Endometriosis is a common condition where the endometrium, the layer of tissue that normally covers the inside of the uterus, grows in the other parts of the body. The incidence of endometriosis has been increasing in recent years, partly due to the increasing Caesarean section rate.
Recently, a study published in the journal Nature found that the ginsenoside PPD exerts anti-endometriosis effects by suppressing estrogen receptor-mediated inhibition of endometrial stromal cell autophagy and NK cell cytotoxicity.
The study is led by researchers from Hospital of Obstetrics and Gynecology, Fudan University Shanghai Medical College.
There is much evidence indicating that the level of autophagy is associated with EMS. The low autophagy is associated with the highly proliferative and lowly apoptotic capacities of ectopic endometrial stromal cells (eESCs). Besides, the low autophagy of ESCs is found to induce the impaired cytotoxicity of NK cells in a co-culture system.
Ginsenosides are the main active compounds extracted from ginseng and have various pharmaceutical activities, such as antitumor, antioxidant and anti-inflammatory properties. Ginsenoside PPD, as a metabolite of ginsenosides, exhibits brilliant inhibitory effects towards various cancer cells.

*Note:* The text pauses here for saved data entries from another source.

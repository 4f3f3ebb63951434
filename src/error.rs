use std::path::PathBuf;

use miette::Diagnostic;
use thiserror::Error;

#[derive(Debug, Error, Diagnostic)]
pub enum RockhoundError {
    #[error("dataset {name} not found in {archive}")]
    #[diagnostic(help("run `rockhound list` to see the available datasets"))]
    InvalidDataset { name: String, archive: String },

    #[error("archive {0} is not in the registry")]
    UnknownArchive(String),

    #[error("download request failed: {0}")]
    Http(String),

    #[error("download returned status {status}: {message}")]
    HttpStatus { status: u16, message: String },

    #[error("checksum mismatch for {archive}: expected {expected}, got {actual}")]
    ChecksumMismatch {
        archive: String,
        expected: String,
        actual: String,
    },

    #[error("filesystem error: {0}")]
    Filesystem(String),

    #[error("zip error: {0}")]
    Zip(String),

    #[error("member {member} not found in {archive}")]
    MemberNotFound { archive: String, member: String },

    #[error("failed to decode raster {path}: {message}")]
    RasterDecode { path: PathBuf, message: String },

    #[error("unsupported raster: {0}")]
    UnsupportedRaster(String),

    #[error("cannot merge arrays: {0}")]
    MergeConflict(String),

    #[error("failed to read config file at {0}")]
    ConfigRead(PathBuf),

    #[error("failed to parse JSON config: {0}")]
    ConfigParse(String),
}
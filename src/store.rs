use std::fs;

use camino::{Utf8Path, Utf8PathBuf};
use directories::BaseDirs;
use serde::{Deserialize, Serialize};
use tempfile::NamedTempFile;

use crate::error::RockhoundError;

/// On-disk cache holding verified archives and their download records.
#[derive(Debug, Clone)]
pub struct Store {
    cache_root: Utf8PathBuf,
}

impl Store {
    pub fn new(cache_dir: Option<Utf8PathBuf>) -> Result<Self, RockhoundError> {
        if let Some(cache_root) = cache_dir {
            return Ok(Self { cache_root });
        }

        let cache_root = BaseDirs::new()
            .and_then(|dirs| {
                Utf8PathBuf::from_path_buf(dirs.home_dir().join(".cache").join("rockhound")).ok()
            })
            .ok_or_else(|| {
                RockhoundError::Filesystem("unable to resolve cache directory".to_string())
            })?;

        Ok(Self { cache_root })
    }

    pub fn new_with_root(cache_root: Utf8PathBuf) -> Self {
        Self { cache_root }
    }

    pub fn cache_root(&self) -> &Utf8Path {
        &self.cache_root
    }

    pub fn archive_path(&self, archive: &str) -> Utf8PathBuf {
        self.cache_root.join(archive)
    }

    pub fn archive_metadata_path(&self, archive: &str) -> Utf8PathBuf {
        self.cache_root
            .join("metadata")
            .join("archives")
            .join(format!("{archive}.json"))
    }

    pub fn ensure_cache_root(&self) -> Result<(), RockhoundError> {
        fs::create_dir_all(self.cache_root.as_std_path())
            .map_err(|err| RockhoundError::Filesystem(err.to_string()))
    }

    /// Creates an empty temp file next to the cache so the finished download
    /// can be renamed into place without crossing filesystems.
    pub fn download_tempfile(&self, archive: &str) -> Result<NamedTempFile, RockhoundError> {
        self.ensure_cache_root()?;
        tempfile::Builder::new()
            .prefix(&format!(".{archive}"))
            .suffix(".part")
            .tempfile_in(self.cache_root.as_std_path())
            .map_err(|err| RockhoundError::Filesystem(err.to_string()))
    }

    pub fn persist_archive(
        &self,
        temp: NamedTempFile,
        archive: &str,
    ) -> Result<Utf8PathBuf, RockhoundError> {
        let dest = self.archive_path(archive);
        if dest.as_std_path().exists() {
            fs::remove_file(dest.as_std_path())
                .map_err(|err| RockhoundError::Filesystem(err.to_string()))?;
        }
        temp.persist(dest.as_std_path())
            .map_err(|err| RockhoundError::Filesystem(err.to_string()))?;
        Ok(dest)
    }

    pub fn write_metadata(path: &Utf8Path, metadata: &ArchiveMetadata) -> Result<(), RockhoundError> {
        if let Some(parent) = path.parent() {
            fs::create_dir_all(parent.as_std_path())
                .map_err(|err| RockhoundError::Filesystem(err.to_string()))?;
        }
        let tmp_path = path.with_extension("json.tmp");
        let content = serde_json::to_vec_pretty(metadata)
            .map_err(|err| RockhoundError::Filesystem(err.to_string()))?;
        fs::write(tmp_path.as_std_path(), &content)
            .map_err(|err| RockhoundError::Filesystem(err.to_string()))?;
        fs::rename(tmp_path.as_std_path(), path.as_std_path())
            .map_err(|err| RockhoundError::Filesystem(err.to_string()))?;
        Ok(())
    }

    pub fn read_metadata(path: &Utf8Path) -> Result<Option<ArchiveMetadata>, RockhoundError> {
        if !path.as_std_path().exists() {
            return Ok(None);
        }
        let content = fs::read_to_string(path.as_std_path())
            .map_err(|err| RockhoundError::Filesystem(err.to_string()))?;
        let metadata = serde_json::from_str(&content)
            .map_err(|err| RockhoundError::Filesystem(err.to_string()))?;
        Ok(Some(metadata))
    }
}

#[derive(Debug, Clone, PartialEq, Eq, Serialize, Deserialize)]
pub struct ArchiveMetadata {
    pub archive: String,
    pub url: String,
    pub sha256: String,
    pub downloaded_at: String,
    pub tool: String,
    pub resolved_path: String,
}
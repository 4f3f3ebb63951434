use std::process::ExitCode;

use clap::{Args, Parser, Subcommand};
use miette::IntoDiagnostic;
use tracing_subscriber::EnvFilter;

use rockhound::catalog::{self, BEDMAP2_ARCHIVE};
use rockhound::config::ConfigLoader;
use rockhound::domain::DatasetSelection;
use rockhound::error::RockhoundError;
use rockhound::fetcher::{DatasetFetcher, FetchOutcome};
use rockhound::fs_util;
use rockhound::output::{ArchiveResult, JsonOutput, OutputMode, TextOutput};
use rockhound::registry::ArchiveFetcher;

#[derive(Parser)]
#[command(name = "rockhound")]
#[command(about = "Fetch, verify and load the Bedmap2 Antarctic rasters")]
#[command(version)]
struct Cli {
    #[arg(long, global = true, help = "Print machine readable JSON")]
    json: bool,

    #[arg(long, global = true, help = "Path to a rockhound.json config file")]
    config: Option<String>,

    #[command(subcommand)]
    command: Commands,
}

#[derive(Subcommand)]
enum Commands {
    #[command(about = "List the datasets in the Bedmap2 archive")]
    List,
    #[command(about = "Download, verify and load datasets")]
    Fetch(FetchArgs),
    #[command(about = "Download and verify the archive, print its path")]
    Path(PathArgs),
}

#[derive(Args)]
struct PathArgs {
    #[arg(long, help = "Also list the files inside the archive")]
    members: bool,
}

#[derive(Args)]
struct FetchArgs {
    #[arg(help = "Dataset names; all datasets when omitted")]
    datasets: Vec<String>,

    #[arg(long, conflicts_with = "datasets")]
    all: bool,

    #[arg(long, help = "Only download and verify the archive")]
    no_load: bool,
}

fn main() -> ExitCode {
    if let Err(report) = run() {
        eprintln!("{report:?}");
        if let Some(err) = report.downcast_ref::<RockhoundError>() {
            return ExitCode::from(map_exit_code(err));
        }
        return ExitCode::from(1);
    }
    ExitCode::SUCCESS
}

fn map_exit_code(error: &RockhoundError) -> u8 {
    match error {
        RockhoundError::InvalidDataset { .. } | RockhoundError::UnknownArchive(_) => 2,
        RockhoundError::Http(_)
        | RockhoundError::HttpStatus { .. }
        | RockhoundError::ChecksumMismatch { .. } => 3,
        _ => 1,
    }
}

fn run() -> miette::Result<()> {
    tracing_subscriber::fmt()
        .with_env_filter(EnvFilter::from_default_env())
        .with_target(false)
        .with_writer(std::io::stderr)
        .init();

    let cli = Cli::parse();
    let output_mode = if cli.json {
        OutputMode::Json
    } else {
        OutputMode::Human
    };

    match cli.command {
        Commands::List => {
            let printed = match output_mode {
                OutputMode::Json => JsonOutput::print_catalog(catalog::entries()),
                OutputMode::Human => TextOutput::print_catalog(catalog::entries()),
            };
            printed.into_diagnostic()
        }
        Commands::Path(args) => run_path(args, cli.config.as_deref(), output_mode),
        Commands::Fetch(args) => run_fetch(args, cli.config.as_deref(), output_mode),
    }
}

fn run_path(args: PathArgs, config: Option<&str>, output_mode: OutputMode) -> miette::Result<()> {
    let config = ConfigLoader::resolve(config)?;
    let fetcher = DatasetFetcher::from_config(&config)?;
    let path = fetcher.archives().fetch(BEDMAP2_ARCHIVE)?;
    let members = if args.members {
        Some(fs_util::list_members(path.as_std_path())?)
    } else {
        None
    };
    let result = ArchiveResult {
        archive: BEDMAP2_ARCHIVE.to_string(),
        path: path.to_string(),
        members,
    };
    let printed = match output_mode {
        OutputMode::Json => JsonOutput::print_archive(&result),
        OutputMode::Human => TextOutput::print_archive(&result),
    };
    printed.into_diagnostic()
}

fn run_fetch(args: FetchArgs, config: Option<&str>, output_mode: OutputMode) -> miette::Result<()> {
    // Names are validated before the config is read or anything is downloaded.
    let selection = if args.all || args.datasets.is_empty() {
        DatasetSelection::All
    } else {
        DatasetSelection::from_names(&args.datasets)?
    };

    let config = ConfigLoader::resolve(config)?;
    let fetcher = DatasetFetcher::from_config(&config)?;

    match fetcher.fetch(&selection, !args.no_load)? {
        FetchOutcome::Archive(path) => {
            let result = ArchiveResult {
                archive: BEDMAP2_ARCHIVE.to_string(),
                path: path.to_string(),
                members: None,
            };
            let printed = match output_mode {
                OutputMode::Json => JsonOutput::print_archive(&result),
                OutputMode::Human => TextOutput::print_archive(&result),
            };
            printed.into_diagnostic()?;
        }
        FetchOutcome::Loaded(dataset) => {
            let summary = dataset.summary();
            let printed = match output_mode {
                OutputMode::Json => JsonOutput::print_summary(&summary),
                OutputMode::Human => TextOutput::print_summary(&summary),
            };
            printed.into_diagnostic()?;
        }
    }
    Ok(())
}
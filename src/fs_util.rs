use std::fs;
use std::io;
use std::path::{Path, PathBuf};

use zip::ZipArchive;
use zip::result::ZipError;

use crate::error::RockhoundError;

/// Extracts a single member of `zip_path` below `target_dir`, keeping the
/// member's directory structure, and returns the extracted file path.
pub fn extract_member(
    zip_path: &Path,
    member: &str,
    target_dir: &Path,
) -> Result<PathBuf, RockhoundError> {
    let file = fs::File::open(zip_path).map_err(|err| {
        RockhoundError::Filesystem(format!("open zip {}: {err}", zip_path.display()))
    })?;
    let mut archive = ZipArchive::new(file).map_err(|err| RockhoundError::Zip(err.to_string()))?;

    let mut entry = archive.by_name(member).map_err(|err| match err {
        ZipError::FileNotFound => RockhoundError::MemberNotFound {
            archive: archive_name(zip_path),
            member: member.to_string(),
        },
        other => RockhoundError::Zip(other.to_string()),
    })?;
    let entry_path = match entry.enclosed_name() {
        Some(path) => target_dir.join(path),
        None => {
            return Err(RockhoundError::Zip(
                "zip entry path traversal detected".to_string(),
            ));
        }
    };
    if entry.is_dir() {
        return Err(RockhoundError::Zip(format!("{member} is a directory")));
    }

    if let Some(parent) = entry_path.parent() {
        fs::create_dir_all(parent).map_err(|err| RockhoundError::Filesystem(err.to_string()))?;
    }
    let mut outfile =
        fs::File::create(&entry_path).map_err(|err| RockhoundError::Filesystem(err.to_string()))?;
    io::copy(&mut entry, &mut outfile).map_err(|err| RockhoundError::Zip(err.to_string()))?;
    Ok(entry_path)
}

/// Names of the file members in the archive, directories skipped.
pub fn list_members(zip_path: &Path) -> Result<Vec<String>, RockhoundError> {
    let file = fs::File::open(zip_path).map_err(|err| {
        RockhoundError::Filesystem(format!("open zip {}: {err}", zip_path.display()))
    })?;
    let mut archive = ZipArchive::new(file).map_err(|err| RockhoundError::Zip(err.to_string()))?;

    let mut names = Vec::with_capacity(archive.len());
    for i in 0..archive.len() {
        let entry = archive
            .by_index(i)
            .map_err(|err| RockhoundError::Zip(err.to_string()))?;
        if entry.is_dir() {
            continue;
        }
        names.push(entry.name().to_string());
    }
    Ok(names)
}

fn archive_name(zip_path: &Path) -> String {
    zip_path
        .file_name()
        .map(|name| name.to_string_lossy().into_owned())
        .unwrap_or_else(|| zip_path.display().to_string())
}
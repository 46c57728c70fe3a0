//! C9: driving one file through its whole lifecycle — spawn, upload, read
//! the page count, receive and re-encode every page, assemble the
//! sanitized PDF, and archive or replace the original.
//!
//! The receive/re-encode stage mirrors the server's own bounded
//! producer/consumer (`qvm_sanitize_server::pipeline`), but mirrored: here
//! the "producer" is a single sequential reader pulling pages off the one
//! shared stdio stream (it cannot run concurrently with itself — there is
//! only one stream), while the CPU-bound re-encode of each page is what
//! gets farmed out, bounded by the same channel-capacity trick.

use std::sync::Arc;

use tokio::{sync::mpsc, task::JoinHandle};

use qvm_sanitize_protocol::{PageCount, SanitizeError, framing};

use crate::{
    archive, assembler,
    document::{Document, DocumentStatus},
    page::PageRepresentation,
    prelude::*,
    receiver::receive_page,
    reencoder::reencode_to_png,
    transport::Transport,
};

/// Where a document's archive directory resolves to, if any. `None` means
/// in-place mode: the sanitized output replaces the original directly.
pub struct ArchiveConfig {
    pub archive_dir: Option<PathBuf>,
}

/// Run one document through the full client-side pipeline, mutating its
/// status as it progresses. Returns `Ok(())` on success; on failure the
/// document's status is set to `Failed` and the original file is left
/// untouched.
pub async fn process_document(
    doc: &mut Document,
    transport: &dyn Transport,
    batch_size: usize,
    archive: &ArchiveConfig,
) -> Result<()> {
    doc.status = DocumentStatus::Running;

    let result = process_document_inner(doc, transport, batch_size, archive).await;

    match &result {
        Ok(()) => doc.status = DocumentStatus::Done,
        Err(_) => doc.status = DocumentStatus::Failed,
    }
    result
}

async fn process_document_inner(
    doc: &mut Document,
    transport: &dyn Transport,
    batch_size: usize,
    archive: &ArchiveConfig,
) -> Result<()> {
    let original_bytes = tokio::fs::read(&doc.original_path)
        .await
        .with_context(|| format!("failed to read {}", doc.original_path.display()))?;

    let mut server = transport
        .spawn()
        .await
        .context("failed to spawn disposable-VM server")?;

    {
        let stdin = server
            .stdin
            .as_mut()
            .context("server stdin already closed")?;
        framing::write_document_bytes(stdin, &original_bytes)
            .await
            .context("failed to upload document")?;
    }
    server.close_stdin();

    let pagecount = framing::read_pagecount_line(&mut server.stdout)
        .await
        .context("failed to read page count from server")?;
    doc.pagecount = Some(pagecount);

    let scratch_dir = tempfile::Builder::new()
        .prefix("qvm-sanitize-client-")
        .tempdir()
        .context("failed to create scratch directory")?;

    let pages = receive_and_reencode_pages(
        &mut server.stdout,
        scratch_dir.path(),
        pagecount,
        batch_size,
    )
    .await
    .context("failed to receive sanitized pages from server")?;

    let status = server.wait().await.context("failed to wait on server process")?;
    if !status.success() {
        return Err(anyhow!("disposable-VM server exited with status {status}"));
    }

    let assembled = assembler::assemble_pdf(pages, batch_size)
        .await
        .context("failed to assemble sanitized PDF")?;

    write_trusted_output(&assembled, &doc.trusted_output_path).await?;

    if let Some(archive_dir) = &archive.archive_dir {
        archive::archive_original(&doc.original_path, archive_dir)
            .await
            .context("failed to archive original file")?;
    }

    Ok(())
}

/// Write `data` to a `.partial` sibling of `final_path` and atomically
/// rename it into place, so a crash or I/O error mid-write never leaves a
/// truncated file at `final_path` (and, in `--in-place` mode, never
/// clobbers the original with a half-written replacement). The sibling is
/// on the same filesystem as `final_path`, so the rename is a single atomic
/// syscall rather than a cross-device copy. The temp file is removed on any
/// failure.
async fn write_trusted_output(data: &[u8], final_path: &Path) -> Result<()> {
    let mut temp_name = final_path.as_os_str().to_owned();
    temp_name.push(".partial");
    let temp_path = PathBuf::from(temp_name);

    if let Err(err) = tokio::fs::write(&temp_path, data).await {
        let _ = tokio::fs::remove_file(&temp_path).await;
        return Err(err).with_context(|| format!("failed to write {}", temp_path.display()));
    }

    if let Err(err) = tokio::fs::rename(&temp_path, final_path).await {
        let _ = tokio::fs::remove_file(&temp_path).await;
        return Err(err).with_context(|| {
            format!(
                "failed to move sanitized output into place at {}",
                final_path.display()
            )
        });
    }

    Ok(())
}

async fn receive_and_reencode_pages<R>(
    reader: &mut R,
    scratch_dir: &Path,
    pagecount: PageCount,
    concurrency_limit: usize,
) -> Result<Vec<PageRepresentation>, SanitizeError>
where
    R: tokio::io::AsyncBufRead + Unpin,
{
    let (tx, mut rx) = mpsc::channel::<JoinHandle<Result<PageRepresentation, SanitizeError>>>(
        concurrency_limit.max(1),
    );

    let scratch_dir = Arc::new(scratch_dir.to_owned());

    // This runs inline (not spawned) because `reader` cannot be shared
    // across tasks; it blocks on `tx.send` exactly when `concurrency_limit`
    // re-encodes are already in flight, which is the backpressure we want.
    let produce = async move {
        for page_number in pagecount.page_indices() {
            let received = receive_page(reader, &scratch_dir, page_number).await?;
            let scratch_dir = scratch_dir.clone();
            let handle = tokio::spawn(async move {
                let png_path = scratch_dir.join(format!("{page_number}.png"));
                reencode_to_png(&received.rgb_path, received.dimensions, &png_path).await?;
                let _ = tokio::fs::remove_file(&received.rgb_path).await;
                Ok(PageRepresentation {
                    page_number,
                    dimensions: received.dimensions,
                    png_path,
                })
            });
            if tx.send(handle).await.is_err() {
                break;
            }
        }
        Ok::<(), SanitizeError>(())
    };

    let consume = async move {
        let mut pages = Vec::new();
        for _ in pagecount.page_indices() {
            let handle = rx.recv().await.ok_or_else(|| {
                SanitizeError::ConversionFailed(
                    "page producer ended before all pages arrived".to_owned(),
                )
            })?;
            let page = handle
                .await
                .map_err(|err| SanitizeError::ConversionFailed(format!("re-encode task panicked: {err}")))??;
            pages.push(page);
        }
        Ok::<Vec<PageRepresentation>, SanitizeError>(pages)
    };

    let (produce_result, consume_result) = tokio::join!(produce, consume);
    produce_result?;
    consume_result
}

#[cfg(test)]
mod tests {
    use super::*;

    #[tokio::test]
    async fn write_trusted_output_atomically_replaces_final_path() {
        let dir = tempfile::tempdir().unwrap();
        let final_path = dir.path().join("a.trusted.pdf");
        tokio::fs::write(&final_path, b"stale").await.unwrap();

        write_trusted_output(b"fresh", &final_path).await.unwrap();

        assert_eq!(tokio::fs::read(&final_path).await.unwrap(), b"fresh");
        let temp_path = {
            let mut name = final_path.as_os_str().to_owned();
            name.push(".partial");
            PathBuf::from(name)
        };
        assert!(!temp_path.exists());
    }

    #[tokio::test]
    async fn write_trusted_output_leaves_no_partial_file_on_failure() {
        let dir = tempfile::tempdir().unwrap();
        // A final path under a directory that doesn't exist makes the write
        // to the sibling `.partial` file fail outright.
        let final_path = dir.path().join("missing-subdir").join("a.trusted.pdf");

        let result = write_trusted_output(b"fresh", &final_path).await;
        assert!(result.is_err());

        let temp_path = {
            let mut name = final_path.as_os_str().to_owned();
            name.push(".partial");
            PathBuf::from(name)
        };
        assert!(!temp_path.exists());
    }
}
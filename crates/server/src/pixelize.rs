//! C4: the pixelizer. Converts a PNG to a raw interleaved RGB byte buffer
//! and reports its dimensions, via GraphicsMagick's `gm identify`/`gm
//! convert`.

use std::path::{Path, PathBuf};

use tokio::process::Command;
use tracing::instrument;

use qvm_sanitize_protocol::{Dimensions, SanitizeError, constants::DEPTH};

use crate::{cpu_limit::with_cpu_semaphore, process_utils::check_for_command_failure};

/// Identify the pixel dimensions of a PNG file.
///
/// Untrusted documents can legitimately rasterize to pages much larger than
/// `MAX_IMG_WIDTH`/`MAX_IMG_HEIGHT` (the client enforces that bound, not the
/// server), so no bound is applied here — this just reports what
/// GraphicsMagick measured.
#[instrument(level = "debug", skip_all)]
pub async fn identify_dimensions(png_path: &Path) -> Result<(u32, u32), SanitizeError> {
    let output = with_cpu_semaphore(|| async {
        Command::new("gm")
            .arg("identify")
            .arg("-format")
            .arg("%w %h")
            .arg(png_path)
            .output()
            .await
            .map_err(|err| {
                SanitizeError::ConversionFailed(format!("failed to run gm identify: {err}"))
            })
    })
    .await?;
    check_for_command_failure("gm identify", output.status)?;

    let stdout = String::from_utf8_lossy(&output.stdout);
    let first_line = stdout.lines().next().unwrap_or_default();
    let mut parts = first_line.split_whitespace();
    let w: u32 = parts
        .next()
        .and_then(|s| s.parse().ok())
        .ok_or_else(|| SanitizeError::ConversionFailed(format!("bad identify output: {first_line:?}")))?;
    let h: u32 = parts
        .next()
        .and_then(|s| s.parse().ok())
        .ok_or_else(|| SanitizeError::ConversionFailed(format!("bad identify output: {first_line:?}")))?;
    Ok((w, h))
}

/// Convert a PNG to a raw interleaved RGB file at `rgb_path`, 8 bits/channel,
/// no alpha.
#[instrument(level = "debug", skip_all)]
pub async fn convert_png_to_rgb(png_path: &Path, rgb_path: &Path) -> Result<(), SanitizeError> {
    let rgb_arg = format!("rgb:{}", rgb_path.display());
    let status = with_cpu_semaphore(|| async {
        Command::new("gm")
            .arg("convert")
            .arg(png_path)
            .arg("-depth")
            .arg(DEPTH.to_string())
            .arg(&rgb_arg)
            .status()
            .await
            .map_err(|err| {
                SanitizeError::ConversionFailed(format!("failed to run gm convert: {err}"))
            })
    })
    .await?;
    check_for_command_failure("gm convert", status)
}

/// The result of fully rendering one page: its dimensions and the path to
/// its raw RGB scratch file.
#[derive(Debug)]
pub struct RenderedPage {
    pub dimensions: Dimensions,
    pub rgb_path: PathBuf,
}
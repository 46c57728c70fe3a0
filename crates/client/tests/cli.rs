//! CLI black-box tests.

use std::process::Command;

use assert_cmd::prelude::*;
use predicates::prelude::*;

fn cmd() -> Command {
    Command::cargo_bin("qvm-sanitize").unwrap()
}

#[test]
fn test_help() {
    cmd().arg("--help").assert().success();
}

#[test]
fn test_version() {
    cmd().arg("--version").assert().success();
}

#[test]
fn test_requires_at_least_one_file() {
    cmd().assert().failure();
}

#[test]
fn test_rejects_in_place_and_archive_together() {
    cmd()
        .arg("--in-place")
        .arg("--archive")
        .arg("/tmp/does-not-matter")
        .arg("some-file.pdf")
        .assert()
        .failure()
        .stderr(predicate::str::contains("cannot be used with"));
}

#[test]
fn test_missing_file_fails() {
    cmd()
        .arg("/nonexistent/path/to/a/file.pdf")
        .assert()
        .failure();
}

#[test]
fn test_batch_requires_integer_value() {
    cmd()
        .arg("--batch")
        .arg("not-a-number")
        .arg("some-file.pdf")
        .assert()
        .failure();
}
//! C3: the rasterizer. Converts page *n* of a document to a PNG at native
//! resolution, using the Poppler CLI tools (`pdfinfo`, `pdftocairo`).

use std::path::{Path, PathBuf};

use tokio::process::Command;
use tracing::instrument;

use qvm_sanitize_protocol::{PageCount, SanitizeError};

use crate::{cpu_limit::with_cpu_semaphore, mime::DocumentKind, process_utils::check_for_command_failure};

/// Determine the page count of `doc_path`.
///
/// For a PDF, this shells out to `pdfinfo` and parses the `Pages: <n>` line.
/// For a plain image, the page count is always 1 — there is nothing to
/// separate.
#[instrument(level = "debug", skip_all)]
pub async fn page_count(doc_path: &Path, kind: DocumentKind) -> Result<PageCount, SanitizeError> {
    match kind {
        DocumentKind::Image => PageCount::validate(1),
        DocumentKind::Pdf => {
            let output = with_cpu_semaphore(|| async {
                Command::new("pdfinfo")
                    .arg(doc_path)
                    .output()
                    .await
                    .map_err(|err| {
                        SanitizeError::ConversionFailed(format!("failed to run pdfinfo: {err}"))
                    })
            })
            .await?;
            check_for_command_failure("pdfinfo", output.status)?;

            let stdout = String::from_utf8_lossy(&output.stdout);
            let pages = stdout
                .lines()
                .find_map(|line| line.strip_prefix("Pages:"))
                .map(str::trim)
                .ok_or_else(|| {
                    SanitizeError::PageError("pdfinfo output had no Pages: line".to_owned())
                })?;
            let untrusted: i64 = pages
                .parse()
                .map_err(|_| SanitizeError::PageError(format!("non-integer page count: {pages:?}")))?;
            PageCount::validate(untrusted)
        }
    }
}

/// Rasterize page `page` (1-based) of `doc_path` to a PNG file inside
/// `scratch_dir`, returning the PNG's path.
///
/// For an already-rasterized image document, this just returns `doc_path`
/// itself — there is no `pdftocairo` step to run.
#[instrument(level = "debug", skip(doc_path, scratch_dir))]
pub async fn rasterize_page(
    doc_path: &Path,
    scratch_dir: &Path,
    kind: DocumentKind,
    page: u32,
) -> Result<PathBuf, SanitizeError> {
    match kind {
        DocumentKind::Image => Ok(doc_path.to_owned()),
        DocumentKind::Pdf => {
            let out_prefix = scratch_dir.join(page.to_string());
            let page_str = page.to_string();
            let status = with_cpu_semaphore(|| async {
                Command::new("pdftocairo")
                    .arg("-png")
                    .arg("-f")
                    .arg(&page_str)
                    .arg("-l")
                    .arg(&page_str)
                    .arg("-singlefile")
                    .arg(doc_path)
                    .arg(&out_prefix)
                    .status()
                    .await
                    .map_err(|err| {
                        SanitizeError::ConversionFailed(format!("failed to run pdftocairo: {err}"))
                    })
            })
            .await?;
            check_for_command_failure("pdftocairo", status)?;
            Ok(out_prefix.with_extension("png"))
        }
    }
}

Based on these findings, this study was aimed to investigate whether ginsenoside PPD has anti-EMS activity, and if so, whether this effect is dependent on the regulation of autophagy and the cytotoxicity of NK cells in vitro and in vivo.
In the experiment, researchers found that ginsenoside PPD induced a strong decrease in the viability of eESCs (IC50 = 30.64 µM) and treatment with PPD obviously induced the autophagy of eESCs and reversed the inhibitory effect of estrogen on eESC autophagy. In addition, ginsenosides PPD enhanced the cytotoxic activity of NK cells in response to eESCs.
The study indicates that ginsenoside PPD plays a role in anti-EMS activation, possibly by restricting estrogen-mediated autophagy inhibition and enhancing the cytotoxicity of NK cells.